- Opening Delimiter -
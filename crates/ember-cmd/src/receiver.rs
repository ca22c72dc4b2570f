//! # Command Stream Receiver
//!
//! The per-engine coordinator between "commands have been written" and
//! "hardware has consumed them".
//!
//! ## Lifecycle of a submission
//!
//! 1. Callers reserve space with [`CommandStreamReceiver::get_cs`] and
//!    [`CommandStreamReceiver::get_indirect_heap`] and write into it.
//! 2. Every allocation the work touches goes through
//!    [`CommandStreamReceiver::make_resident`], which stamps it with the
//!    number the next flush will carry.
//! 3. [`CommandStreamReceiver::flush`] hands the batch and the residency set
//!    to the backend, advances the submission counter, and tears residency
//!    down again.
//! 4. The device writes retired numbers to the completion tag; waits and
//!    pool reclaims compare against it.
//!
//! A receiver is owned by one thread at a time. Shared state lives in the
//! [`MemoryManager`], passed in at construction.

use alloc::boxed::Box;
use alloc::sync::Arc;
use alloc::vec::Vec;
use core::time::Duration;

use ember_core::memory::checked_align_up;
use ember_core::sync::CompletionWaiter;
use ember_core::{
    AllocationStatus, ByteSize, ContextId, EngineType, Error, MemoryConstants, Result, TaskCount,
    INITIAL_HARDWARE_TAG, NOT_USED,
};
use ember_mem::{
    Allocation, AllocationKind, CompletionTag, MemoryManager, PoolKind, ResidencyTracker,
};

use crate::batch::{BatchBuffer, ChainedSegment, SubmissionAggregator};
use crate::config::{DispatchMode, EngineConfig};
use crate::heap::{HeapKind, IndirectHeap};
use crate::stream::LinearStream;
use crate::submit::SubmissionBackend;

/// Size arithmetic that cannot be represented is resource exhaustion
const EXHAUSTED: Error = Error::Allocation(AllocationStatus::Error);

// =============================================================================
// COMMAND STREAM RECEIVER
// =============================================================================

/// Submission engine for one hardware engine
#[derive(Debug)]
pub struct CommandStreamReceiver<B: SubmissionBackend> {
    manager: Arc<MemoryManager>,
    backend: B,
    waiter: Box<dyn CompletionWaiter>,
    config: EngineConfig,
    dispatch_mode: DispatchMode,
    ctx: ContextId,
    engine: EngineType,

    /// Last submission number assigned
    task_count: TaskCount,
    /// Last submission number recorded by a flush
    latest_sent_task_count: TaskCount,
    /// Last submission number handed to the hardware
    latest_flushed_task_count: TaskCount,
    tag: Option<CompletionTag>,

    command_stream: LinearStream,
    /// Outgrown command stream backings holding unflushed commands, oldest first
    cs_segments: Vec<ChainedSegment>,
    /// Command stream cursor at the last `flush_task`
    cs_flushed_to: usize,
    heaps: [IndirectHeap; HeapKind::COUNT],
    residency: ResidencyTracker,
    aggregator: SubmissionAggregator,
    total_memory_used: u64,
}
- Closing Delimiter -
- Opening Delimiter -
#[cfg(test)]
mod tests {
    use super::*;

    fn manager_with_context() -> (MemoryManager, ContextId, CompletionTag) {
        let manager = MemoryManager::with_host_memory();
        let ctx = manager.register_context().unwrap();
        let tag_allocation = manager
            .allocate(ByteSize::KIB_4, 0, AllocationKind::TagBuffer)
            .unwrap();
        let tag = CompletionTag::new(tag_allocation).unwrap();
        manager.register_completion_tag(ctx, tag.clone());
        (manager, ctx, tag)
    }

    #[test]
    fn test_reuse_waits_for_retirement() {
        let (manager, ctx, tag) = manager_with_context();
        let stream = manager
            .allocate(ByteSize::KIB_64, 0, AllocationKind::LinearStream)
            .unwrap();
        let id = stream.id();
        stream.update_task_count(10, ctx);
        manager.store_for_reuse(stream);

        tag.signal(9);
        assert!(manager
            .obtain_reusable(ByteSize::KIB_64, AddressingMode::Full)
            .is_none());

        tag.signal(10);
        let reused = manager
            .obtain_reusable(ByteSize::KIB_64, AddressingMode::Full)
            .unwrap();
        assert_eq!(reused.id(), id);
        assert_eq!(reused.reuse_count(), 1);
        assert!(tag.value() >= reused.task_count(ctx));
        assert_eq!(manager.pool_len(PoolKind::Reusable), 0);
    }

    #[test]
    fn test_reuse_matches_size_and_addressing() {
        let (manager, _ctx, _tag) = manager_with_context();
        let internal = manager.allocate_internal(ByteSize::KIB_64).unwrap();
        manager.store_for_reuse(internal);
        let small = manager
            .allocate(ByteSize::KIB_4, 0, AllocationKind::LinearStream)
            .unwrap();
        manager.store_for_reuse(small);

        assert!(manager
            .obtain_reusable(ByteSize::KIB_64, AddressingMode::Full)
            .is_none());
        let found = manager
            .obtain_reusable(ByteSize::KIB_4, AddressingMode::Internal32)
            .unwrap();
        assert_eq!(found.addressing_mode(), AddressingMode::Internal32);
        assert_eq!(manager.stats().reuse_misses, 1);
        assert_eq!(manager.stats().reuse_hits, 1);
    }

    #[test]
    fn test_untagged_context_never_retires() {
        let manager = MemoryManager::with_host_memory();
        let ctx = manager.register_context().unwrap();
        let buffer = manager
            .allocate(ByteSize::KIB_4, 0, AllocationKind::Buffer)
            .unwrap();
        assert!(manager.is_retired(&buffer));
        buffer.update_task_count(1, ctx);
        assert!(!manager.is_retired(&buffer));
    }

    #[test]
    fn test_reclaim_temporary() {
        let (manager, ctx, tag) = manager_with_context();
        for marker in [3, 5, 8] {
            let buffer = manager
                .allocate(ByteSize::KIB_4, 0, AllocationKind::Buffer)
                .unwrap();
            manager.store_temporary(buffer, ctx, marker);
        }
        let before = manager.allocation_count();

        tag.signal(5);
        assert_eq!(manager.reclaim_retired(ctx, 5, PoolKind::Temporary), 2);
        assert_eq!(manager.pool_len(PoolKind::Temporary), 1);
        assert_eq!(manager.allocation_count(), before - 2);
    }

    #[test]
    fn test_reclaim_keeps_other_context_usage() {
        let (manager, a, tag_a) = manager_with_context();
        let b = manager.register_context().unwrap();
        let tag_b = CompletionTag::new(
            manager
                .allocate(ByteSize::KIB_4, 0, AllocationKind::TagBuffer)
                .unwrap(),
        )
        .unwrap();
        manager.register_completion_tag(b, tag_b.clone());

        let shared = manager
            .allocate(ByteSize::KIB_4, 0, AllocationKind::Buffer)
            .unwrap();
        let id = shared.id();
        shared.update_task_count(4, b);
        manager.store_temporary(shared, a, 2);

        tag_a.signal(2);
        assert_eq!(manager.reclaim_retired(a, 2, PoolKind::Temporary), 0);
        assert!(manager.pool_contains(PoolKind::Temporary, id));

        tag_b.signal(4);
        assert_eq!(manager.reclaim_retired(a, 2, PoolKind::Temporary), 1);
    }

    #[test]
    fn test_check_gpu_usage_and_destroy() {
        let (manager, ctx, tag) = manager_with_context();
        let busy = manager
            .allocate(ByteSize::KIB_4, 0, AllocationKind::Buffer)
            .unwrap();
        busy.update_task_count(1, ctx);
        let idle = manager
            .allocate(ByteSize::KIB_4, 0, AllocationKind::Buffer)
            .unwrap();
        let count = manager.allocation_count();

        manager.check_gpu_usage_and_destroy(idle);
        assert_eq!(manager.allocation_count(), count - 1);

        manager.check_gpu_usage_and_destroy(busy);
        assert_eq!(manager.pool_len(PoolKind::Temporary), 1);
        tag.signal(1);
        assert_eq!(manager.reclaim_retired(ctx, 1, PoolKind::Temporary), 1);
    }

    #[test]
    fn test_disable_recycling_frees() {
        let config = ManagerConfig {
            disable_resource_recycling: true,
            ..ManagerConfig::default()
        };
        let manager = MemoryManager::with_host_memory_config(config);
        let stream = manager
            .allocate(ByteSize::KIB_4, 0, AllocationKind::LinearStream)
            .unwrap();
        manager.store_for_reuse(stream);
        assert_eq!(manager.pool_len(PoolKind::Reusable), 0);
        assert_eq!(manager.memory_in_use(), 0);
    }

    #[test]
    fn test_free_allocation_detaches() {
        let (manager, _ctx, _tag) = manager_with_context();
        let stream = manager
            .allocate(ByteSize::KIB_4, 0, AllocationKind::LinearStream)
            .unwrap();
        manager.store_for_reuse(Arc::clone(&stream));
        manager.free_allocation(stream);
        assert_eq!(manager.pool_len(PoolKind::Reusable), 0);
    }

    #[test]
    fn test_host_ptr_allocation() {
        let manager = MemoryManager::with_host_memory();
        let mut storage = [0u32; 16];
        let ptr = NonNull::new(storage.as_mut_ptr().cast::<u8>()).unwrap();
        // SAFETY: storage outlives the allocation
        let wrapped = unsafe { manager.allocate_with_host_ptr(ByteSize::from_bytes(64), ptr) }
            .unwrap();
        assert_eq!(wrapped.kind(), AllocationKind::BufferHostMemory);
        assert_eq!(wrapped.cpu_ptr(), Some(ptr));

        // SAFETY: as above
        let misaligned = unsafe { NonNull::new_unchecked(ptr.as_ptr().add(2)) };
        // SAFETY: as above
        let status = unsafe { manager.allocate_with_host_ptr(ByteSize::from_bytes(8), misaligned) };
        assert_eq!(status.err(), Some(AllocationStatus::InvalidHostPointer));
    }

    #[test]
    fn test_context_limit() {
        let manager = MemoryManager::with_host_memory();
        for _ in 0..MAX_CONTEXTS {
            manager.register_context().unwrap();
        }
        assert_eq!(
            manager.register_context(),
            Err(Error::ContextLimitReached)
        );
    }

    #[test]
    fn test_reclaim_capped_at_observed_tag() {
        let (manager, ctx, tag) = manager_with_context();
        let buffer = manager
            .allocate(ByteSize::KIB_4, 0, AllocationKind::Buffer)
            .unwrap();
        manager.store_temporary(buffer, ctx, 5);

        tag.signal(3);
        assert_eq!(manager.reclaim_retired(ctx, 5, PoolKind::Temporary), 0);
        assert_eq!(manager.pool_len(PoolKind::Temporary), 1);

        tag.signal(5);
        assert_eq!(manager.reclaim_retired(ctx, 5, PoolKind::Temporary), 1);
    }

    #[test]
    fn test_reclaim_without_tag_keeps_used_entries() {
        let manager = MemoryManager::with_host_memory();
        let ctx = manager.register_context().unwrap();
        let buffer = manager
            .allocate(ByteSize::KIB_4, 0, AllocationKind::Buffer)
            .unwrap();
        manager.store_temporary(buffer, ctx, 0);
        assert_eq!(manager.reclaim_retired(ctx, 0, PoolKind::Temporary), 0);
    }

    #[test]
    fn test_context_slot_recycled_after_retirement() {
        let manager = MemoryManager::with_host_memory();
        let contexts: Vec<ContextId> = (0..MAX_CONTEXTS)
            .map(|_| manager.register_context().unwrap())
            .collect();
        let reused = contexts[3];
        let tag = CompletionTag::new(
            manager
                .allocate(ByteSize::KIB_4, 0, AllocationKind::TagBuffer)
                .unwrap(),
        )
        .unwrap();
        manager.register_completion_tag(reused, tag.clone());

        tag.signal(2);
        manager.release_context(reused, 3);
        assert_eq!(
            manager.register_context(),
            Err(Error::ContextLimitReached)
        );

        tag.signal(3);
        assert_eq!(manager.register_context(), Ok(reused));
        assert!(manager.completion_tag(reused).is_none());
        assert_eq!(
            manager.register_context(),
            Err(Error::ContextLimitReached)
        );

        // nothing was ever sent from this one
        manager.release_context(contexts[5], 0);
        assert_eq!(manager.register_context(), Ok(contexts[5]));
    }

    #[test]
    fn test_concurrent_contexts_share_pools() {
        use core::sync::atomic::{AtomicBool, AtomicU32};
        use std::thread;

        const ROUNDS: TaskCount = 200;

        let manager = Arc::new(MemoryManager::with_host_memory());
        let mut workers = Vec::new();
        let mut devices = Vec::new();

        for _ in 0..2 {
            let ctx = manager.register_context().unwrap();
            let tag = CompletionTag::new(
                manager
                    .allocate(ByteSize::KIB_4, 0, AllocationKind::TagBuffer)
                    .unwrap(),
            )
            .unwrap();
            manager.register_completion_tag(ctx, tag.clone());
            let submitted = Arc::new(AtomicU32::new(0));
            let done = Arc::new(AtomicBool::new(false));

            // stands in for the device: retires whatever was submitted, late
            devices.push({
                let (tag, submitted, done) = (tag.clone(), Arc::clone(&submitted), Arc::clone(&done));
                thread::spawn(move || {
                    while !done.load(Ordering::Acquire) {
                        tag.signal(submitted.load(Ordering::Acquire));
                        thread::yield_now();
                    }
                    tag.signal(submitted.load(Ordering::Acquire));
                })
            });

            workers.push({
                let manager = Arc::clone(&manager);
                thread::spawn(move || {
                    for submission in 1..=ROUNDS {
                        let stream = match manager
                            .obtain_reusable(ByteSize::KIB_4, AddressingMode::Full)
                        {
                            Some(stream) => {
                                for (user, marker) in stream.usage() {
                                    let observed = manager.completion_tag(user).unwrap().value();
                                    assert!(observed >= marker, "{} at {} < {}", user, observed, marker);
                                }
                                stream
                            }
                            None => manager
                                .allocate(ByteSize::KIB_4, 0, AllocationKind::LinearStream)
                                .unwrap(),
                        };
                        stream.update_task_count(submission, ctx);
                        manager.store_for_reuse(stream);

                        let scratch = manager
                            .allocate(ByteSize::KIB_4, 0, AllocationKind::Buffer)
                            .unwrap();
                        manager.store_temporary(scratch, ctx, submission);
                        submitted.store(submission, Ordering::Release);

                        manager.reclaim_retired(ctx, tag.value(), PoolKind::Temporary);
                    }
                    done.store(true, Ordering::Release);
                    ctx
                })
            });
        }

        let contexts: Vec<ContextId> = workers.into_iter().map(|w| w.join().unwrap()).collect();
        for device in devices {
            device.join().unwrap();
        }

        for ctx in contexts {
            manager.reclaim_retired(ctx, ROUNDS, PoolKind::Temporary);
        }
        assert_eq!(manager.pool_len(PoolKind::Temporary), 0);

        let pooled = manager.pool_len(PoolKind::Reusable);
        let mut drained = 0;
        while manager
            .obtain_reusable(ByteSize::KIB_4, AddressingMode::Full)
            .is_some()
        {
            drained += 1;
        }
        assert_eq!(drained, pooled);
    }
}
- Closing Delimiter -
- Opening Delimiter -
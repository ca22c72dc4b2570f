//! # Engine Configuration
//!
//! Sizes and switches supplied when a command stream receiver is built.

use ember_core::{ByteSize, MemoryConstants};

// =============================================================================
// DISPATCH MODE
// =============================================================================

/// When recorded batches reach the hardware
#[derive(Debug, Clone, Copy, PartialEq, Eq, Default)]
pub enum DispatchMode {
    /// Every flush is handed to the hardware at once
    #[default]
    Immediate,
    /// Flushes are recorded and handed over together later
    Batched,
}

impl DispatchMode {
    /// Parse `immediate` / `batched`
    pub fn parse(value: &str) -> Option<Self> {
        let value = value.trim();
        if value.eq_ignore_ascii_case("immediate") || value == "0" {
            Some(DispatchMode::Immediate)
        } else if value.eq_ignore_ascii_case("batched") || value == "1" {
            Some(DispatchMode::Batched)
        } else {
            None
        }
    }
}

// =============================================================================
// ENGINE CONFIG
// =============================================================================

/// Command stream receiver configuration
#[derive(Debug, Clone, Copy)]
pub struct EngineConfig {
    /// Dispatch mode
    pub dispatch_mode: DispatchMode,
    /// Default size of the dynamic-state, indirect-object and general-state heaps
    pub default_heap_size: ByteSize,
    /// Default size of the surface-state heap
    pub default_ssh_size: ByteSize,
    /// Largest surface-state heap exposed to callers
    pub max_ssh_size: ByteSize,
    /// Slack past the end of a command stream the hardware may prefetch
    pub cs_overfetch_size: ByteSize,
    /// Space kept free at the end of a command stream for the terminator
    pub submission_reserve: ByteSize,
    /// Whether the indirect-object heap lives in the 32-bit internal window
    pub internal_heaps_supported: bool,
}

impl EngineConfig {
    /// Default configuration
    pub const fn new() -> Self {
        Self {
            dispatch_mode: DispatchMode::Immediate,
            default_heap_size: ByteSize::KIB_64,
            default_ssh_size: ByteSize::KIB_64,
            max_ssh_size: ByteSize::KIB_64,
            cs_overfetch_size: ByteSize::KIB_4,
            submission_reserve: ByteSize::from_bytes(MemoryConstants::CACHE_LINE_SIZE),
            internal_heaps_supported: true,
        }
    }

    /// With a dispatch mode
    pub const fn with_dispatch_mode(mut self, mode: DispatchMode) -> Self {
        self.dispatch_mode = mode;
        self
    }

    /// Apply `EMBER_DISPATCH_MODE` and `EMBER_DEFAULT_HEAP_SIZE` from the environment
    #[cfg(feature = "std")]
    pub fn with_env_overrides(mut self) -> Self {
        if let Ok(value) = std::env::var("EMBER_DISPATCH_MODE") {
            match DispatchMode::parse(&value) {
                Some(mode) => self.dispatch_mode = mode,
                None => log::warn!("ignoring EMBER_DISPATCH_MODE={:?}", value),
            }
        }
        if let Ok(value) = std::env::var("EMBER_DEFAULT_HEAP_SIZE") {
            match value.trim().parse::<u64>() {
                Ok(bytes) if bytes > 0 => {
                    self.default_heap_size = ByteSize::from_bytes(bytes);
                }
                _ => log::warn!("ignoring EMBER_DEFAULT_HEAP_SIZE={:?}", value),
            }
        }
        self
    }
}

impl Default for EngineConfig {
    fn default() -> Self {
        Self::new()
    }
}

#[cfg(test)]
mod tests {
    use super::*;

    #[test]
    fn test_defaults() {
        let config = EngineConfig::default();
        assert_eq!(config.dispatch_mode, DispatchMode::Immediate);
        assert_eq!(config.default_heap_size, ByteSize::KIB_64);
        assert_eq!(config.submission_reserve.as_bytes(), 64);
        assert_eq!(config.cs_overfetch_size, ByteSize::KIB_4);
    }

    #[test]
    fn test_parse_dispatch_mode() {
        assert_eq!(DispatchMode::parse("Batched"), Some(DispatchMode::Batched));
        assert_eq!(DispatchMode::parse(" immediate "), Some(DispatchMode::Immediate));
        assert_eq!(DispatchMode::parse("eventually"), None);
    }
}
- Closing Delimiter -
▸ **Work item**:
Return each line from the records that includes the word "ContextId".

▸ **Reply**:
    AllocationStatus, ByteSize, ContextId, EngineType, Error, MemoryConstants, Result, TaskCount,
    ctx: ContextId,
    fn manager_with_context() -> (MemoryManager, ContextId, CompletionTag) {
        let contexts: Vec<ContextId> = (0..MAX_CONTEXTS)
        let contexts: Vec<ContextId> = workers.into_iter().map(|w| w.join().unwrap()).collect();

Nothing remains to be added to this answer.